SOP
Strategic, Operational & Tactical Warfare
Introduction
Understanding the distinctions among strategic, operational, and tactical warfare is important in devising a successful battle plan. However, the distinctions can be a bit fuzzy; there is overlap at each level.
Strategy
Strategic planning deals with the overall objective of the war - in this case, to destroy every enemy unit before being destroyed yourself. Strategy is at the national scale in the real world, which would be analogous to the scale of the whole of the player's units and buildings at the TAS scale. Strategy integrates economic, political, and military forces to achieve the final goal. Strategic goals are those that lead to the ultimate strategic objective: destruction of the enemy. They tend to be general rather than specific: for example, "destroy the enemy's energy generation capacity".
Operational Planning
Operational planning provides a specific means for reaching a strategic goal. Operational planning deals with where, when, and how forces should be employed in order to reach a strategic goal. For example, if the objective is to "destroy the enemy's energy generation capacity," the operational components of this would be to locate the enemy's energy generation buildings, assess the enemy forces available to defend the respective buildings, determine the best route to take to destroy the enemy building with the least enemy resistance, and deploy forces in such a way as to achieve the strategic goal. Operational goals tend to be on a more specific level than strategic ones; strategic goals can be broken down into one or several operational goals.
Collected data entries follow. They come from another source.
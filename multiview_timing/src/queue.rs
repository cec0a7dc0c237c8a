// Copyright 2025 the Multiview Authors
// SPDX-License-Identifier: Apache-2.0 OR MIT

use alloc::vec::{IntoIter, Vec};

/// Identity of one scheduled timer.
///
/// Ids increase monotonically per queue, so a later schedule always has a
/// larger id.
#[derive(Clone, Copy, Debug, PartialEq, Eq, PartialOrd, Ord, Hash)]
pub struct TimerId(u64);

impl TimerId {
    /// Returns the raw id.
    #[must_use]
    pub const fn get(self) -> u64 {
        self.0
    }
}

/// A timer that reached its deadline.
#[derive(Clone, Debug, PartialEq, Eq)]
pub struct Expired<K> {
    /// Id assigned when the timer was scheduled.
    pub id: TimerId,
    /// Key the timer was scheduled under.
    pub key: K,
    /// Deadline the timer was scheduled for.
    pub deadline: u64,
}

#[derive(Clone, Debug)]
struct Entry<K> {
    id: TimerId,
    key: K,
    deadline: u64,
}

/// Single-shot timers, at most one per key.
///
/// `K` only needs equality; the queue is a small `Vec` scanned linearly, sized
/// for a handful of concurrently pending timers.
#[derive(Clone, Debug)]
pub struct TimerQueue<K> {
    entries: Vec<Entry<K>>,
    next_id: u64,
}

impl<K> Default for TimerQueue<K> {
    fn default() -> Self {
        Self::new()
    }
}

impl<K> TimerQueue<K> {
    /// Creates an empty queue.
    #[must_use]
    pub const fn new() -> Self {
        Self {
            entries: Vec::new(),
            next_id: 0,
        }
    }

    /// Number of pending timers.
    #[must_use]
    pub fn len(&self) -> usize {
        self.entries.len()
    }

    /// Returns `true` if no timer is pending.
    #[must_use]
    pub fn is_empty(&self) -> bool {
        self.entries.is_empty()
    }

    /// Earliest pending deadline, if any.
    ///
    /// Hosts use this to schedule their next wake-up.
    #[must_use]
    pub fn next_deadline(&self) -> Option<u64> {
        self.entries.iter().map(|e| e.deadline).min()
    }

    /// Cancels every pending timer, returning how many were cancelled.
    pub fn cancel_all(&mut self) -> usize {
        let n = self.entries.len();
        self.entries.clear();
        n
    }
}

impl<K: PartialEq> TimerQueue<K> {
    /// Schedules a timer for `key` at `deadline`.
    ///
    /// Any timer already pending for `key` is cancelled first.
    pub fn schedule(&mut self, key: K, deadline: u64) -> TimerId {
        self.cancel(&key);
        let id = TimerId(self.next_id);
        self.next_id += 1;
        self.entries.push(Entry { id, key, deadline });
        id
    }

    /// Cancels the timer pending for `key`, returning its id.
    pub fn cancel(&mut self, key: &K) -> Option<TimerId> {
        let index = self.entries.iter().position(|e| e.key == *key)?;
        Some(self.entries.swap_remove(index).id)
    }

    /// Returns the id of the timer pending for `key`.
    #[must_use]
    pub fn pending(&self, key: &K) -> Option<TimerId> {
        self.entries.iter().find(|e| e.key == *key).map(|e| e.id)
    }

    /// Returns the deadline of the timer pending for `key`.
    #[must_use]
    pub fn deadline_of(&self, key: &K) -> Option<u64> {
        self.entries
            .iter()
            .find(|e| e.key == *key)
            .map(|e| e.deadline)
    }

    /// Removes and returns every timer whose deadline is at or before `now`.
    ///
    /// Timers are yielded by deadline, ties broken by scheduling order.
    pub fn pop_expired(&mut self, now: u64) -> IntoIter<Expired<K>> {
        let mut fired = Vec::new();
        let mut i = 0;
        while i < self.entries.len() {
            if self.entries[i].deadline <= now {
                let e = self.entries.swap_remove(i);
                fired.push(Expired {
                    id: e.id,
                    key: e.key,
                    deadline: e.deadline,
                });
            } else {
                i += 1;
            }
        }
        fired.sort_by_key(|e| (e.deadline, e.id));
        fired.into_iter()
    }
}
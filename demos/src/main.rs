// Copyright 2025 the Multiview Authors
// SPDX-License-Identifier: Apache-2.0 OR MIT

//! Headless multiview driver.
//!
//! Runs one preview session against a virtual clock and a scripted browser,
//! then prints the frame plan. Set `RUST_LOG=debug` to watch every
//! transition.
//!
//! ```text
//! cargo run -p multiview_demos -- --device iphone-se --device ipad-air \
//!     --refuse iphone-se --rotate --zoom 150
//! ```

use std::process::ExitCode;

use clap::Parser;
use multiview_device::DeviceId;
use multiview_embed::{ContentAccess, FrameLocation, FrameProbe};
use multiview_scale::ViewMode;
use multiview_session::{DEFAULT_URL, PreviewSession, SessionError};
use multiview_timing::{Clock, ManualClock};
use tracing::{error, info, warn};
use tracing_subscriber::EnvFilter;

#[derive(Debug, Parser)]
#[command(name = "multiview_headless", about = "Preview one URL on several simulated devices")]
struct Args {
    /// Target URL.
    #[arg(long, default_value = DEFAULT_URL)]
    url: String,
    /// Device to preview; repeat for more. Defaults to every built-in device.
    #[arg(long = "device")]
    devices: Vec<String>,
    /// Device whose frame the site refuses (it stays on about:blank).
    #[arg(long = "refuse")]
    refused: Vec<String>,
    /// Device whose frame fails to load.
    #[arg(long = "fail")]
    failed: Vec<String>,
    /// Use the single-device view instead of the grid.
    #[arg(long)]
    single: bool,
    /// Show every device in landscape.
    #[arg(long)]
    rotate: bool,
    /// Zoom percentage to type in.
    #[arg(long)]
    zoom: Option<String>,
    /// Device to focus after classification.
    #[arg(long)]
    focus: Option<String>,
}

/// Scripted browser: refused frames sit on `about:blank`, everything else
/// navigates cross-origin.
#[derive(Debug)]
struct ScriptedBrowser {
    refused: Vec<String>,
}

impl ScriptedBrowser {
    fn probe(&self, device: &DeviceId) -> FrameProbe {
        if self.refused.iter().any(|r| r == device.as_str()) {
            FrameProbe::new(
                FrameLocation::Readable("about:blank".to_owned()),
                ContentAccess::Accessible,
            )
        } else {
            FrameProbe::cross_origin()
        }
    }
}

/// Replaces the selection with `ids`, or every device when empty.
///
/// Repeated ids select once.
fn select_devices(session: &mut PreviewSession, ids: &[String]) -> Result<(), SessionError> {
    if ids.is_empty() {
        session.select_all();
        return Ok(());
    }
    session.clear_devices();
    for id in ids {
        if !session.is_selected(id) {
            session.toggle_device(id)?;
        }
    }
    Ok(())
}

fn run(args: Args) -> Result<(), SessionError> {
    let mut session = PreviewSession::builtin()?;
    select_devices(&mut session, &args.devices)?;
    if args.single {
        session.set_view_mode(ViewMode::Single);
    }
    if args.rotate {
        session.rotate();
    }
    if let Some(raw) = &args.zoom
        && !session.set_zoom_percent(raw)
    {
        warn!(input = raw.as_str(), "zoom percentage ignored");
    }
    session.submit_url(&args.url)?;

    let clock = ManualClock::new();
    let selection: Vec<DeviceId> = session.selection().to_vec();
    for (i, id) in selection.iter().enumerate() {
        // Stagger the frames a little, as a real browser would.
        clock.set(i as u64 * 120);
        if args.failed.iter().any(|f| f == id.as_str()) {
            session.on_error(id.as_str());
        } else {
            session.on_load(id.as_str(), clock.now_millis());
        }
    }

    let browser = ScriptedBrowser {
        refused: args.refused,
    };
    while let Some(deadline) = session.next_deadline() {
        clock.set(deadline);
        for verdict in session.advance(clock.now_millis(), &|id: &DeviceId| browser.probe(id)) {
            info!(
                at = clock.now_millis(),
                device = %verdict.device,
                state = %verdict.state,
                "classified"
            );
        }
    }

    if let Some(id) = &args.focus {
        session.focus(id)?;
    }

    println!(
        "{} at {}% ({:?}, {:?})",
        session.url_text(),
        session.active_zoom_percent(),
        session.view_mode(),
        session.orientation()
    );
    for frame in session.frames()? {
        let px = frame.geometry.pixel_size();
        println!(
            "{:<20} {:>11}  {:>5} x {:<5} scale {:<6.3} {:<24} {:?}{}",
            frame.profile.name(),
            frame.dimension_label(),
            px.width,
            px.height,
            frame.geometry.content_scale(),
            frame.state,
            frame.content,
            if frame.focused { "  [focused]" } else { "" }
        );
    }
    Ok(())
}

fn main() -> ExitCode {
    tracing_subscriber::fmt()
        .with_env_filter(
            EnvFilter::try_from_default_env().unwrap_or_else(|_| EnvFilter::new("info")),
        )
        .init();

    match run(Args::parse()) {
        Ok(()) => ExitCode::SUCCESS,
        Err(err) => {
            error!("preview failed: {err}");
            ExitCode::FAILURE
        }
    }
}
// Copyright 2025 the Multiview Authors
// SPDX-License-Identifier: Apache-2.0 OR MIT

//! Multiview Zoom: the zoom/focus controller for multi-device previews.
//!
//! A preview session has two independent zoom values:
//! - the **global** zoom, applied to every device in the grid or single view;
//! - the **focus** zoom, applied only to the one focused device.
//!
//! Exactly one of them is *active* at any time, decided by whether a device is
//! focused. [`ZoomController`] owns both values together with the global
//! [`Orientation`](multiview_scale::Orientation) and routes every mutation
//! through a named transition:
//!
//! | transition | effect |
//! |------------|--------|
//! | [`focus`](ZoomController::focus) | focus a device; the focus zoom resets to its default |
//! | [`unfocus`](ZoomController::unfocus) | leave focus; the global zoom is exactly as it was |
//! | [`zoom_in`](ZoomController::zoom_in) / [`zoom_out`](ZoomController::zoom_out) | step the active zoom within its step range |
//! | [`set_zoom_percent`](ZoomController::set_zoom_percent) | typed percentage, looser bounds |
//! | [`reset_zoom`](ZoomController::reset_zoom) | active zoom back to its default |
//! | [`rotate`](ZoomController::rotate) | toggle orientation; zoom untouched |
//!
//! Limits and defaults live in [`ZoomConfig`].
//!
//! ## Minimal example
//!
//! ```rust
//! use multiview_zoom::ZoomController;
//!
//! let mut zoom = ZoomController::<&str>::new();
//! zoom.zoom_in();
//! assert_eq!(zoom.active_zoom(), 1.25);
//!
//! zoom.focus("iphone-se");
//! assert_eq!(zoom.active_zoom(), 1.5);
//! zoom.zoom_out();
//! assert_eq!(zoom.active_zoom(), 1.25);
//!
//! // Typed values outside (0, 500] are rejected without a state change.
//! assert!(!zoom.set_zoom_percent("9999"));
//! assert!(zoom.set_zoom_percent("220%"));
//! assert_eq!(zoom.active_zoom_percent(), 220.0);
//!
//! zoom.unfocus();
//! assert_eq!(zoom.active_zoom(), 1.25);
//! ```

mod config;
mod controller;

pub use config::{ZoomConfig, ZoomRange, parse_zoom_percent};
pub use controller::{ZoomController, ZoomTarget};
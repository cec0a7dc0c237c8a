// Copyright 2025 the Multiview Authors
// SPDX-License-Identifier: Apache-2.0 OR MIT

//! Multiview Session: one URL, many simulated devices.
//!
//! [`PreviewSession`] is the explicit state object behind a multi-device
//! preview. It wires together:
//! - a [`DeviceCatalog`](multiview_device::DeviceCatalog) and the selection
//!   drawn from it;
//! - the [`ScalingEngine`](multiview_scale::ScalingEngine) that turns a
//!   profile and the current mode into render geometry;
//! - the [`ZoomController`](multiview_zoom::ZoomController) for zoom, focus
//!   and orientation;
//! - the [`EmbedDetector`](multiview_embed::EmbedDetector) that classifies
//!   each selected device's frame.
//!
//! Hosts feed it user actions and frame signals, call
//! [`PreviewSession::advance`] when [`PreviewSession::next_deadline`] passes,
//! and draw whatever [`PreviewSession::frames`] returns.
//!
//! ## Minimal example
//!
//! ```rust
//! use multiview_device::DeviceId;
//! use multiview_embed::{DetectionState, FrameProbe};
//! use multiview_session::{FrameContent, PreviewSession};
//!
//! let mut session = PreviewSession::builtin().unwrap();
//! session.toggle_device("iphone-se").unwrap();
//! session.submit_url("https://example.com").unwrap();
//!
//! session.on_load("iphone-se", 0);
//! session.advance(1_500, &|_: &DeviceId| FrameProbe::cross_origin());
//!
//! session.focus("iphone-se").unwrap();
//! let frames = session.frames().unwrap();
//! assert_eq!(frames.len(), 1);
//! assert_eq!(frames[0].state, DetectionState::Rendered);
//! assert_eq!(frames[0].content, FrameContent::Live);
//! // iPhone SE, focused mobile: base 1.0 at the default focus zoom of 1.5.
//! assert_eq!(frames[0].geometry.content_scale(), 1.5);
//! assert_eq!(session.active_zoom_percent(), 150.0);
//! ```

mod config;
mod error;
mod frame;
mod session;

pub use config::{DEFAULT_URL, PreviewConfig};
pub use error::SessionError;
pub use frame::{DeviceFrame, FrameContent};
pub use session::PreviewSession;
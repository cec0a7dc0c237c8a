// Copyright 2025 the Multiview Authors
// SPDX-License-Identifier: Apache-2.0 OR MIT

use alloc::vec::Vec;

use crate::profile::{DeviceCategory, DeviceProfile, InvalidProfile};

/// Profiles shipped with the crate, in picker order.
pub static BUILTIN_PROFILES: [DeviceProfile; 7] = [
    DeviceProfile::from_static("iphone-14-pro", "iPhone 14 Pro", DeviceCategory::Mobile, 393, 852),
    DeviceProfile::from_static("iphone-se", "iPhone SE", DeviceCategory::Mobile, 375, 667),
    DeviceProfile::from_static(
        "samsung-s23",
        "Samsung Galaxy S23",
        DeviceCategory::Mobile,
        360,
        780,
    ),
    DeviceProfile::from_static("ipad-pro", "iPad Pro", DeviceCategory::Tablet, 1024, 1366),
    DeviceProfile::from_static("ipad-air", "iPad Air", DeviceCategory::Tablet, 820, 1180),
    DeviceProfile::from_static("macbook-pro", "MacBook Pro", DeviceCategory::Desktop, 1440, 900),
    DeviceProfile::from_static("desktop-hd", "Desktop HD", DeviceCategory::Desktop, 1920, 1080),
];

/// An ordered, validated collection of device profiles.
///
/// Ids are unique and every profile has a non-empty id and positive
/// dimensions. Iteration follows declaration order, which is also the order
/// previews are laid out in.
///
/// Lookups scan a small `Vec`; catalogs hold a handful of entries.
#[derive(Clone, Debug, PartialEq, Eq)]
#[cfg_attr(feature = "serde", derive(serde::Serialize, serde::Deserialize))]
#[cfg_attr(
    feature = "serde",
    serde(try_from = "Vec<DeviceProfile>", into = "Vec<DeviceProfile>")
)]
pub struct DeviceCatalog {
    profiles: Vec<DeviceProfile>,
}

impl DeviceCatalog {
    /// Returns the built-in catalog.
    #[must_use]
    pub fn builtin() -> Self {
        Self {
            profiles: BUILTIN_PROFILES.to_vec(),
        }
    }

    /// Builds a catalog from arbitrary profiles, validating each one.
    ///
    /// Fails on the first profile with an empty id or a zero dimension, or on
    /// the first id that was already seen.
    pub fn from_profiles(
        profiles: impl IntoIterator<Item = DeviceProfile>,
    ) -> Result<Self, InvalidProfile> {
        let mut out: Vec<DeviceProfile> = Vec::new();
        for profile in profiles {
            profile.validate()?;
            if out.iter().any(|p| p.id() == profile.id()) {
                return Err(InvalidProfile::DuplicateId(profile.id().clone()));
            }
            out.push(profile);
        }
        Ok(Self { profiles: out })
    }

    /// Returns the profile with the given id.
    #[must_use]
    pub fn get(&self, id: &str) -> Option<&DeviceProfile> {
        self.profiles.iter().find(|p| p.id().as_str() == id)
    }

    /// Returns `true` if a profile with the given id exists.
    #[must_use]
    pub fn contains(&self, id: &str) -> bool {
        self.get(id).is_some()
    }

    /// Returns the declaration index of the given id.
    #[must_use]
    pub fn position(&self, id: &str) -> Option<usize> {
        self.profiles.iter().position(|p| p.id().as_str() == id)
    }

    /// Iterates over all profiles in declaration order.
    pub fn iter(&self) -> core::slice::Iter<'_, DeviceProfile> {
        self.profiles.iter()
    }

    /// Iterates over the profiles of one category, in declaration order.
    pub fn by_category(
        &self,
        category: DeviceCategory,
    ) -> impl Iterator<Item = &DeviceProfile> + '_ {
        self.profiles
            .iter()
            .filter(move |p| p.category() == category)
    }

    /// Categories with at least one profile, in picker order.
    pub fn categories(&self) -> impl Iterator<Item = DeviceCategory> + '_ {
        DeviceCategory::ALL
            .into_iter()
            .filter(|c| self.profiles.iter().any(|p| p.category() == *c))
    }

    /// Returns the number of profiles.
    #[must_use]
    pub fn len(&self) -> usize {
        self.profiles.len()
    }

    /// Returns `true` if the catalog has no profiles.
    #[must_use]
    pub fn is_empty(&self) -> bool {
        self.profiles.is_empty()
    }

    /// Returns all profiles as a slice.
    #[must_use]
    pub fn profiles(&self) -> &[DeviceProfile] {
        &self.profiles
    }
}

impl Default for DeviceCatalog {
    fn default() -> Self {
        Self::builtin()
    }
}

impl<'a> IntoIterator for &'a DeviceCatalog {
    type Item = &'a DeviceProfile;
    type IntoIter = core::slice::Iter<'a, DeviceProfile>;

    fn into_iter(self) -> Self::IntoIter {
        self.iter()
    }
}

impl TryFrom<Vec<DeviceProfile>> for DeviceCatalog {
    type Error = InvalidProfile;

    fn try_from(profiles: Vec<DeviceProfile>) -> Result<Self, Self::Error> {
        Self::from_profiles(profiles)
    }
}

impl From<DeviceCatalog> for Vec<DeviceProfile> {
    fn from(catalog: DeviceCatalog) -> Self {
        catalog.profiles
    }
}
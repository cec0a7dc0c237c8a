// Copyright 2025 the Multiview Authors
// SPDX-License-Identifier: Apache-2.0 OR MIT

use criterion::{
    BatchSize, BenchmarkId, Criterion, Throughput, black_box, criterion_group, criterion_main,
};
use multiview_embed::{DetectorConfig, EmbedDetector, FrameProbe};

fn loaded_detector(devices: u32) -> EmbedDetector<u32> {
    let mut detector = EmbedDetector::new(DetectorConfig::default());
    for id in 0..devices {
        detector.track(id);
    }
    detector.set_target("https://example.com").unwrap();
    for id in 0..devices {
        detector.on_load(&id, u64::from(id));
    }
    detector
}

fn bench_reload_storm(c: &mut Criterion) {
    let mut group = c.benchmark_group("detector/reload");

    // Every reload cancels the device's pending timer before scheduling a new one.
    for devices in [8u32, 64, 512] {
        group.throughput(Throughput::Elements(u64::from(devices)));
        group.bench_with_input(BenchmarkId::from_parameter(devices), &devices, |b, &n| {
            b.iter_batched(
                || loaded_detector(n),
                |mut detector| {
                    for id in 0..n {
                        detector.on_load(&id, 1_000 + u64::from(id));
                    }
                    black_box(detector);
                },
                BatchSize::SmallInput,
            );
        });
    }
    group.finish();
}

fn bench_classify_all(c: &mut Criterion) {
    let mut group = c.benchmark_group("detector/advance");

    for devices in [8u32, 64, 512] {
        group.throughput(Throughput::Elements(u64::from(devices)));
        group.bench_with_input(BenchmarkId::from_parameter(devices), &devices, |b, &n| {
            b.iter_batched(
                || loaded_detector(n),
                |mut detector| {
                    let out = detector.advance(u64::MAX, &|_: &u32| FrameProbe::cross_origin());
                    black_box(out);
                },
                BatchSize::SmallInput,
            );
        });
    }
    group.finish();
}

criterion_group!(benches, bench_reload_storm, bench_classify_all);
criterion_main!(benches);
// Copyright 2025 the Multiview Authors
// SPDX-License-Identifier: Apache-2.0 OR MIT

use multiview_device::{BUILTIN_PROFILES, DeviceId};
use multiview_embed::DetectorConfig;
use multiview_scale::BaseScaleTable;
use multiview_zoom::ZoomConfig;

use crate::error::SessionError;

/// URL a fresh session points at.
pub const DEFAULT_URL: &str = "https://testsentry.vercel.app";

/// Everything needed to start a [`PreviewSession`](crate::PreviewSession).
#[derive(Clone, Debug, PartialEq)]
#[cfg_attr(feature = "serde", derive(serde::Serialize, serde::Deserialize))]
#[cfg_attr(feature = "serde", serde(default))]
pub struct PreviewConfig {
    /// Zoom limits and defaults.
    pub zoom: ZoomConfig,
    /// Base scale per layout context and device category.
    pub scale: BaseScaleTable,
    /// Embeddability detector settings.
    pub detector: DetectorConfig,
    /// Target URL submitted on start. Empty means no target yet.
    pub initial_url: String,
    /// Devices selected on start.
    pub initial_devices: Vec<DeviceId>,
}

impl Default for PreviewConfig {
    fn default() -> Self {
        Self {
            zoom: ZoomConfig::DEFAULT,
            scale: BaseScaleTable::DEFAULT,
            detector: DetectorConfig::default(),
            initial_url: DEFAULT_URL.to_owned(),
            initial_devices: vec![BUILTIN_PROFILES[0].id().clone()],
        }
    }
}

impl PreviewConfig {
    /// Checks every section that feeds the layout and the detector.
    ///
    /// Zoom ranges must be ordered and positive, every base scale finite and
    /// positive, and the classification delay non-zero.
    pub fn validate(&self) -> Result<(), SessionError> {
        if !self.zoom.is_valid() {
            return Err(SessionError::InvalidConfig("zoom"));
        }
        if !self.scale.is_valid() {
            return Err(SessionError::InvalidConfig("scale"));
        }
        if self.detector.classify_delay_ms == 0 {
            return Err(SessionError::InvalidConfig("detector"));
        }
        Ok(())
    }
}

#[cfg(feature = "serde")]
impl PreviewConfig {
    /// Parses a configuration from JSON. Missing fields take their defaults.
    pub fn from_json(json: &str) -> Result<Self, serde_json::Error> {
        serde_json::from_str(json)
    }
}

#[cfg(test)]
mod tests {
    use super::*;

    #[test]
    fn defaults_select_the_first_builtin_device() {
        let config = PreviewConfig::default();
        assert_eq!(config.initial_url, "https://testsentry.vercel.app");
        assert_eq!(config.initial_devices, [DeviceId::from("iphone-14-pro")]);
        assert_eq!(config.detector.classify_delay_ms, 1500);
    }

    #[test]
    fn default_config_is_valid() {
        assert_eq!(PreviewConfig::default().validate(), Ok(()));
    }

    #[test]
    fn out_of_range_sections_are_rejected() {
        let mut config = PreviewConfig::default();
        config.zoom.global.default = -2.0;
        assert_eq!(config.validate(), Err(SessionError::InvalidConfig("zoom")));

        let mut config = PreviewConfig::default();
        config.zoom.step = 0.0;
        assert_eq!(config.validate(), Err(SessionError::InvalidConfig("zoom")));

        let mut config = PreviewConfig::default();
        config.scale.grid.mobile = -0.5;
        assert_eq!(config.validate(), Err(SessionError::InvalidConfig("scale")));

        let mut config = PreviewConfig::default();
        config.scale.focused.desktop = f64::NAN;
        assert_eq!(config.validate(), Err(SessionError::InvalidConfig("scale")));

        let mut config = PreviewConfig::default();
        config.detector.classify_delay_ms = 0;
        assert_eq!(
            config.validate(),
            Err(SessionError::InvalidConfig("detector"))
        );
    }

    #[cfg(feature = "serde")]
    #[test]
    fn negative_scale_from_json_is_caught() {
        let config = PreviewConfig::from_json(
            r#"{ "scale": { "grid": { "mobile": -0.5, "tablet": 0.3, "desktop": 0.2 } } }"#,
        )
        .unwrap();
        assert_eq!(config.validate(), Err(SessionError::InvalidConfig("scale")));
    }

    #[cfg(feature = "serde")]
    #[test]
    fn partial_zoom_range_override() {
        let config = PreviewConfig::from_json(r#"{ "zoom": { "global": { "default": 2.0 } } }"#)
            .unwrap();
        assert_eq!(config.zoom.global.default, 2.0);
        assert_eq!(config.zoom.global.step_max, 3.0);
        assert_eq!(config.zoom.focus, ZoomConfig::DEFAULT.focus);
        assert_eq!(config.validate(), Ok(()));
    }

    #[cfg(feature = "serde")]
    #[test]
    fn partial_json_keeps_defaults() {
        let config = PreviewConfig::from_json(
            r#"{
                "initial_url": "https://example.com",
                "initial_devices": ["iphone-se", "desktop-hd"],
                "detector": { "classify_delay_ms": 500 }
            }"#,
        )
        .unwrap();
        assert_eq!(config.initial_url, "https://example.com");
        assert_eq!(config.initial_devices.len(), 2);
        assert_eq!(config.detector.classify_delay_ms, 500);
        assert_eq!(config.zoom, ZoomConfig::DEFAULT);
        assert_eq!(config.scale, BaseScaleTable::DEFAULT);
    }
}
An example of an operational goal may be "destroy the fusion plant at the north of the enemy's base".
Tactics
Tactical planning involves the use of force to best achieve the intermediate steps to the operational goal. Tactics involves where and how to best employ each unit so that its destructive potential is maximized, and the enemy's destructive potential against it and the whole force is minimized. Tactical planning will destroy single enemy defense structures, groups of defense structures, units, and so on. A good example of tactical planning might be "this group of Goliaths will advance and destroy the enemy's Annihilator defending his fusion plant".
Conclusion
Why is it important to understand this? In order to win the game, you must set strategic goals that provide the best way to win. How is the game won? The game is not won on the battlefield; it is won on an economic level. You must set strategic goals in such a way as to maximize your own economic production over the length of the game, and minimize your enemy's. Operational goals allow you to break strategic goals down so that you can act with a sense of purpose; they give a concrete way of determining where, when, and how to use your forces. Tactics allows you to use your units to their maximum potential, thereby increasing the number of units that you can have because the need to replace losses will be less.